Como tema bíblico de reflexão é apresentada a II Carta de S. Paulo aos Coríntios (5, 16-21) em que se assinala que «quem vive unido a Cristo, torna-se uma pessoa nova» e que, se Cristo «reconciliou a humanidade», é bem oportuno o apelo do Apóstolo: «Em nome de Cristo peço-vos, irmãos, que se reconciliem com Deus».
A Comissão Episcopal da Doutrina da Fé e o Conselho Português de Igrejas Cristãs editaram um caderno de apoio para a Oração pela Unidade dos Cristãos. Essa proposta pode ser aproveitado ainda para encontros de oração ecuménica. O texto foi elaborado a partir do trabalho de um grupo que se reuniu nos arredores de Estocolmo, Suécia, designado pelo Conselho Pontifício e pela Comissão «Fé e Constituição».

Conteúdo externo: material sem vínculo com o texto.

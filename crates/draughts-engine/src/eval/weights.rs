//! Tunable evaluation weights.

/// Per-piece values used by the evaluator.
///
/// | Term             | Value |
/// |------------------|-------|
/// | Man              |     5 |
/// | Man on edge file |    +2 |
/// | Maximizer king   |    80 |
/// | Minimizer king   |    50 |
/// | King on edge file|    +4 |
/// | Side eliminated  |  1000 |
///
/// King values depend on the owner's role, so the table is not symmetric
/// between the two sides.
#[derive(Debug, Clone, Copy, PartialEq, Eq)]
pub struct Weights {
    /// Value of a man.
    pub man: i32,
    /// Extra value of a man on file 0 or 7.
    pub edge_man: i32,
    /// Value of a king belonging to the maximizing side.
    pub maximizer_king: i32,
    /// Value of a king belonging to the minimizing side.
    pub minimizer_king: i32,
    /// Extra value of a king on file 0 or 7.
    pub edge_king: i32,
    /// Bonus (or penalty) once a side has no pieces left.
    pub elimination: i32,
}

impl Weights {
    /// The default weight table.
    pub const REFERENCE: Weights = Weights {
        man: 5,
        edge_man: 2,
        maximizer_king: 80,
        minimizer_king: 50,
        edge_king: 4,
        elimination: 1000,
    };
}

impl Default for Weights {
    fn default() -> Self {
        Weights::REFERENCE
    }
}
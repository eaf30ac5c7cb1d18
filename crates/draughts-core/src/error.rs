//! Error types for board construction, notation parsing, and move parsing.

/// Errors from placing pieces on a [`Board`](crate::board::Board).
#[derive(Debug, Clone, PartialEq, Eq, thiserror::Error)]
pub enum BoardError {
    /// A coordinate lies outside the 8x8 grid.
    #[error("square ({row}, {col}) is off the board")]
    OutOfBounds {
        /// Row index.
        row: u8,
        /// Column index.
        col: u8,
    },
    /// A piece sits on a square where `row % 2 == col % 2`.
    #[error("square ({row}, {col}) is not playable")]
    NonPlayableSquare {
        /// Row index.
        row: u8,
        /// Column index.
        col: u8,
    },
}

/// Errors that occur when parsing board notation.
#[derive(Debug, Clone, PartialEq, Eq, thiserror::Error)]
pub enum NotationError {
    /// The notation does not describe exactly 8 rows.
    #[error("expected 8 rows, found {found}")]
    WrongRowCount {
        /// Number of rows found.
        found: usize,
    },
    /// A row describes more or fewer than 8 squares.
    #[error("row {row} describes {length} squares, expected 8")]
    BadRowLength {
        /// Zero-based row index.
        row: usize,
        /// Number of squares described.
        length: usize,
    },
    /// An unrecognized character appeared in a row.
    #[error("invalid cell character: '{character}'")]
    InvalidCellChar {
        /// The invalid character.
        character: char,
    },
    /// The parsed grid breaks a board invariant.
    #[error("invalid board: {source}")]
    InvalidBoard {
        /// The underlying board error.
        #[from]
        source: BoardError,
    },
}

/// Errors that occur when parsing a move or turn such as `52-43` or `52x34x16`.
#[derive(Debug, Clone, PartialEq, Eq, thiserror::Error)]
pub enum MoveParseError {
    /// A square is not written as two digits.
    #[error("malformed square \"{text}\"")]
    MalformedSquare {
        /// The offending square text.
        text: String,
    },
    /// A coordinate digit is outside 0..=7.
    #[error("coordinate out of range in \"{text}\"")]
    OutOfRange {
        /// The offending square text.
        text: String,
    },
    /// The separator does not match the step length (`-` for steps, `x` for jumps).
    #[error("\"{text}\" is not a diagonal step or jump")]
    NotDiagonal {
        /// The offending move text.
        text: String,
    },
    /// Fewer than two squares, or a step mixed into a chain of jumps.
    #[error("malformed turn \"{text}\"")]
    MalformedTurn {
        /// The offending turn text.
        text: String,
    },
}
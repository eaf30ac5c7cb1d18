//! Perft (performance test) for move generation correctness verification.
//!
//! A node is a complete turn: a multi-jump counts once per distinct path.

use crate::board::Board;
use crate::movegen::legal_turns;
use crate::player::Player;

/// Count the number of leaf positions `depth` turns ahead, `player` moving first.
///
/// Depth 0 returns 1 (the current position).
pub fn perft(board: &Board, player: Player, depth: usize) -> u64 {
    if depth == 0 {
        return 1;
    }

    let turns = legal_turns(board, player);

    if depth == 1 {
        return turns.len() as u64;
    }

    let mut nodes = 0u64;
    for turn in &turns {
        let mut child = *board;
        child.apply_turn(turn);
        nodes += perft(&child, !player, depth - 1);
    }
    nodes
}

/// Run perft with per-turn breakdown (useful for debugging).
///
/// Returns `(turn, node_count)` pairs sorted by turn notation. Depth 0 has no
/// first turn to split by and returns an empty list.
pub fn divide(board: &Board, player: Player, depth: usize) -> Vec<(String, u64)> {
    if depth == 0 {
        return Vec::new();
    }
    let mut results: Vec<(String, u64)> = legal_turns(board, player)
        .iter()
        .map(|turn| {
            let mut child = *board;
            child.apply_turn(turn);
            let count = if depth <= 1 { 1 } else { perft(&child, !player, depth - 1) };
            (turn.to_string(), count)
        })
        .collect();
    results.sort_by(|a, b| a.0.cmp(&b.0));
    results
}
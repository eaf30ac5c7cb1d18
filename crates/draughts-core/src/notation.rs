//! Compact board notation: parsing and serialization for [`Board`].
//!
//! Rows are listed from row 0 to row 7 and separated by `/`. Within a row,
//! `r`/`R` are a red man/king, `b`/`B` a black man/king, and a digit 1-8
//! stands for that many empty squares.

use std::fmt;
use std::str::FromStr;

use crate::board::Board;
use crate::cell::Cell;
use crate::error::NotationError;

/// Notation of the standard starting position.
pub const STARTING_POSITION: &str = "1b1b1b1b/b1b1b1b1/1b1b1b1b/8/8/r1r1r1r1/1r1r1r1r/r1r1r1r1";

impl FromStr for Board {
    type Err = NotationError;

    fn from_str(s: &str) -> Result<Board, NotationError> {
        let rows: Vec<&str> = s.trim().split('/').collect();
        if rows.len() != 8 {
            return Err(NotationError::WrongRowCount { found: rows.len() });
        }

        let mut board = Board::empty();

        for (row, row_str) in rows.iter().enumerate() {
            let mut col: usize = 0;

            for c in row_str.chars() {
                if let Some(digit) = c.to_digit(10) {
                    if !(1..=8).contains(&digit) {
                        return Err(NotationError::InvalidCellChar { character: c });
                    }
                    col += digit as usize;
                    continue;
                }

                let cell = Cell::from_char(c).ok_or(NotationError::InvalidCellChar { character: c })?;
                if col >= 8 {
                    return Err(NotationError::BadRowLength {
                        row,
                        length: col + 1,
                    });
                }
                board.set(row as u8, col as u8, cell)?;
                col += 1;
            }

            if col != 8 {
                return Err(NotationError::BadRowLength { row, length: col });
            }
        }

        Ok(board)
    }
}

impl fmt::Display for Board {
    fn fmt(&self, f: &mut fmt::Formatter<'_>) -> fmt::Result {
        for row in 0u8..8 {
            let mut empty_count = 0u8;

            for col in 0u8..8 {
                let cell = self.cell_at(row, col);
                if cell.is_empty() {
                    empty_count += 1;
                    continue;
                }
                if empty_count > 0 {
                    write!(f, "{empty_count}")?;
                    empty_count = 0;
                }
                write!(f, "{cell}")?;
            }

            if empty_count > 0 {
                write!(f, "{empty_count}")?;
            }
            if row < 7 {
                write!(f, "/")?;
            }
        }
        Ok(())
    }
}
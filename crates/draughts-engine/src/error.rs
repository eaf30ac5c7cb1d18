/// Errors returned by [`Searcher`](crate::Searcher).
#[derive(Debug, Clone, Copy, PartialEq, Eq, thiserror::Error)]
pub enum SearchError {
    /// The caller asked for a move from an empty candidate list.
    #[error("no candidate moves to choose from")]
    NoCandidates,
}
//! Protocol errors.

use draughts_core::{MoveParseError, NotationError, Player};
use draughts_engine::SearchError;

/// Errors that can occur while handling protocol input.
#[derive(Debug, thiserror::Error)]
pub enum ProtocolError {
    /// The `position` command is missing `start` or a board.
    #[error("malformed position command: expected `start` or a board")]
    MalformedPosition,

    /// The board in a `position` command did not parse.
    #[error("invalid board {notation}: {source}")]
    InvalidNotation {
        /// The rejected board text.
        notation: String,
        #[source]
        source: NotationError,
    },

    /// A turn after `moves` did not parse.
    #[error("invalid turn {text}: {source}")]
    InvalidTurn {
        /// The rejected turn text.
        text: String,
        #[source]
        source: MoveParseError,
    },

    /// A well-formed turn that the side to move cannot play.
    #[error("illegal turn {turn} for {side}")]
    IllegalTurn { turn: String, side: Player },

    /// A keyword was given without its value.
    #[error("missing value for {param}")]
    MissingValue { param: String },

    /// A value did not parse.
    #[error("invalid value for {param}: {value}")]
    InvalidValue { param: String, value: String },

    /// `setoption` named an option the engine does not have.
    #[error("unknown option: {name}")]
    UnknownOption { name: String },

    #[error(transparent)]
    Search(#[from] SearchError),

    /// An I/O error while reading commands or writing replies.
    #[error("I/O error: {source}")]
    Io {
        #[from]
        source: std::io::Error,
    },
}
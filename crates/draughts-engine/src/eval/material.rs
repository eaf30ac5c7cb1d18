//! Material and edge-file evaluation.
//!
//! Scores are returned from the maximizer's perspective (positive = maximizer
//! ahead).

use draughts_core::{Board, Player};

use crate::eval::weights::Weights;

/// Sum piece values for both sides, positive for `maximizer`'s pieces.
pub fn material(board: &Board, maximizer: Player, weights: &Weights) -> i32 {
    let mut score = 0;

    for (_, col, cell) in board.occupied() {
        let ours = cell.belongs_to(maximizer);
        let on_edge = col == 0 || col == 7;

        let value = if cell.is_king() {
            let base = if ours {
                weights.maximizer_king
            } else {
                weights.minimizer_king
            };
            base + if on_edge { weights.edge_king } else { 0 }
        } else {
            weights.man + if on_edge { weights.edge_man } else { 0 }
        };

        if ours {
            score += value;
        } else {
            score -= value;
        }
    }

    score
}

#[cfg(test)]
mod tests {
    use draughts_core::{Board, Player};

    use super::material;
    use crate::eval::weights::Weights;

    fn board(text: &str) -> Board {
        text.parse().unwrap()
    }

    #[test]
    fn starting_position_is_balanced() {
        let start = Board::starting_position();
        assert_eq!(material(&start, Player::Black, &Weights::REFERENCE), 0);
        assert_eq!(material(&start, Player::Red, &Weights::REFERENCE), 0);
    }

    #[test]
    fn men_and_edge_bonus() {
        // Black man on (3,2), red man on the edge at (4,7).
        let b = board("8/8/8/2b5/7r/8/8/8");
        assert_eq!(material(&b, Player::Black, &Weights::REFERENCE), 5 - 7);
    }

    #[test]
    fn kings_are_weighted_by_role() {
        // Black king on (3,2), red king on (4,3).
        let b = board("8/8/8/2B5/3R4/8/8/8");
        assert_eq!(material(&b, Player::Black, &Weights::REFERENCE), 80 - 50);
        assert_eq!(material(&b, Player::Red, &Weights::REFERENCE), 80 - 50);
    }

    #[test]
    fn edge_kings_get_the_larger_bonus() {
        // Black king on (3,0).
        let b = board("8/8/8/B7/8/8/8/8");
        assert_eq!(material(&b, Player::Black, &Weights::REFERENCE), 84);
        assert_eq!(material(&b, Player::Red, &Weights::REFERENCE), -54);
    }

    #[test]
    fn custom_weights_apply() {
        let weights = Weights {
            man: 100,
            ..Weights::REFERENCE
        };
        let b = board("8/8/8/2b5/8/8/8/8");
        assert_eq!(material(&b, Player::Black, &weights), 100);
    }
}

«A reconciliação com Deus em Jesus Cristo» deve fazer dos cristãos «ministros da Reconciliação» num tempo em que muitos aspiram à reconciliação e vão sendo dados passos significativos, como acontece com a preparação da reunião de Graz, convocada pela Conferência das Igrejas Europais e pelo Conselho das Conferências Episcopais Europeias sobre o tema: «A reconciliação, dom de Deus e fonte de vida nova».
Recomenda a proposta de preparação da Semana de Oração pela Unidade dos Cristãos que seja proclamado o «Evangelho da reconciliação» e que todos os cristãos se tornem «embaixadores da Reconciliação em Cristo» na linha do caminho iniciado em 1908, com o aparecimento da referida Semana. Desde essa data, merecem relevo o apelo feito em 1920 em Constantinopla para que se formasse uma «comunhão de Igrejas cristãs», a constituuição em 1948 do Conselho Mundial das Igrejas e a proclamação pelo Vaticano II de que seria irreversível o caminho da unidade.
Merecem ainda relevo alguns factos como a reunião Ecuménica de Basileia «Paz, Justiça e Preservação da Criação», diversos encontros de diálogo e acordos teológicos entre as Igrejas, a Declaração de Fé comum da Igreja Católica com algumas Igrejas antigas do Oriente, etc. «Em nome de Cristo peço-vos que se reconciliem com Deus» é o apelo feito a cada comunidade e a cada cristão. Nas suas mãos está o êxito do caminho da unidade, sempre conscientes de que, antes de oferecerem a sua oferta, devem reconciliar-se (Mt.5, 23).